問題がなければこのまま交換したいんだけど……。
「いいにゃ。職被りしていたら何らかのルール決めが必要だったけど、私たちでは被らないにゃ。なので、このまま分けるにゃ。あっ、携帯式コテージはスピカにゃんが持っていてほしいにゃ」
「いいの?」
「構わないにゃ。こういうのはパーティーリーダーが持っているべきにゃ」
音緒はそう言うと、ボクに携帯式コテージと謎の刀と謎の鉄扇を押し付けてきた。
「ありがと~。う~ん。ズィークさんにお礼言ってから帰ろうか。封印解く方法も探さなきゃいけないし」
「そうだにゃ~。行くにゃ」
ボクたちはそう決めると、宝物庫から出てズィークさんの元へと向かった。
「ズィークさん、いいのありました。ありがとうございます! ところで、他の箱はどうやったら開けられるんですか?」
「開かない箱が多くてやきもきするにゃ。教えてほしいのにゃ」
「やはり全部開かなかったか。おそらくだが、旅の過程で同じような鍵が見つかると思うぞ。その時改めてチャレンジするほうがいいだろう」
ズィークさんのアドバイスは鍵を見つけろということだった。
一体どこに行けばあるんだろう……。
「確実というわけではないが、女神の関係を調べれば手に入るかもしれん。実際わしはここで女神に匿われる条件としてその鍵の番をさせられておったからな。
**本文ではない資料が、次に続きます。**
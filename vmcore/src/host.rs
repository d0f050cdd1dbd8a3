//! Contracts for collaborators that live outside this crate.
//!
//! The host VM's string representation, garbage collector, and thread-context
//! object are out of scope (§1); we consume them only through the abstract
//! contracts below. A real embedder supplies concrete implementations; this
//! crate never assumes a particular string encoding or GC design.

use core::ptr::NonNull;

/// An opaque handle to a host-owned interned or boxed string. Identity
/// (pointer) equality is always available at this layer; content equality
/// and hashing route through [`StringHost`].
#[derive(Debug, Clone, Copy, PartialEq, Eq, Hash)]
pub struct StrHandle(pub NonNull<()>);

// SAFETY: a `StrHandle` is an opaque, caller-owned identity token. This crate
// never dereferences it; only the host-supplied `StringHost` does.
unsafe impl Send for StrHandle {}
unsafe impl Sync for StrHandle {}

/// The host's string API (§6): hashing, length-in-graphemes, and substring
/// comparison, used by [`crate::hash::index_hash::IndexHash`] and
/// [`crate::hash::uni_hash::UniHash`].
pub trait StringHost {
    /// A 64-bit hash incorporating the host's per-process salt.
    fn hash_code(&self, s: StrHandle) -> u64;
    /// Length of `s` in graphemes (not bytes).
    fn graphemes(&self, s: StrHandle) -> usize;
    /// Compare `n` graphemes of `a` starting at `ai` against `b` starting at `bi`.
    fn substrings_equal(&self, a: StrHandle, ai: usize, n: usize, b: StrHandle, bi: usize) -> bool;
}

/// An opaque GC header identifying the owner or target of a write-barrier
/// event (§5 "GC interaction").
#[derive(Debug, Clone, Copy, PartialEq, Eq, Hash)]
pub struct GcHeader(pub NonNull<()>);

unsafe impl Send for GcHeader {}
unsafe impl Sync for GcHeader {}

/// An opaque address of a managed-pointer slot queued for GC marking.
#[derive(Debug, Clone, Copy, PartialEq, Eq, Hash)]
pub struct GcSlot(pub NonNull<()>);

unsafe impl Send for GcSlot {}
unsafe impl Sync for GcSlot {}

/// The host's GC API (§6): write barriers and worklist enqueueing. The stats
/// folder (`C5`) calls this whenever it stores a managed type pointer into
/// the stats tree.
pub trait GcSink {
    /// Record that `owner` now holds a reference to `target`.
    fn write_barrier(&self, owner: GcHeader, target: GcHeader);
    /// Enqueue `slot` for the next GC mark pass.
    fn worklist_add(&mut self, slot: GcSlot);
}

/// A no-op [`GcSink`], useful for tests and hosts without incremental GC.
#[derive(Debug, Default, Clone, Copy)]
pub struct NullGcSink;

impl GcSink for NullGcSink {
    fn write_barrier(&self, _owner: GcHeader, _target: GcHeader) {}
    fn worklist_add(&mut self, _slot: GcSlot) {}
}

/// An opaque per-mutator-thread token (§5). Carries no required behavior in
/// this crate beyond being a stable, cheaply-copyable identity used for error
/// reporting and GC-barrier targeting by the embedder.
#[derive(Debug, Clone, Copy, PartialEq, Eq, Hash)]
pub struct ThreadContext(pub usize);
//! The speculation statistics aggregator (C4–C6): a live sim-stack of
//! in-flight invocations, the pop-time folder that drains a finished frame
//! into its function's stats tree, and the trace reducer tying both to a
//! stream of guest-emitted log events.

mod folder;
mod simstack;

pub mod reducer;
pub mod types;

pub use reducer::{TraceEvent, TraceReducer};
pub use simstack::{Frame, SimStack};
pub use types::{
    ArgFlag, ArgType, ByCallsite, ByOffset, ByType, CallTypeInfo, Callsite, CorrelationId,
    FunctionStats, OffsetLog, StaticFrameId, StaticValue, TypeCount, TypeTupleCount, ValueCount,
};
メルヴェイユ様の足跡を辿れ」
ズィークさんは力強くそう言った。
どうやら他の箱を開けるには、女神の足跡を辿らないといけないようだ。
「とりあえず探してはみます。今日はありがとうございました」
「今日は帰るにゃ。またくるにゃ」
「うむ、また来ると良い。話し相手は大歓迎だ」
にっこりと微笑みながら、ズィークさんはそう言った。
ボクたちは神殿内にある転送装置を使い、地上へと帰還した。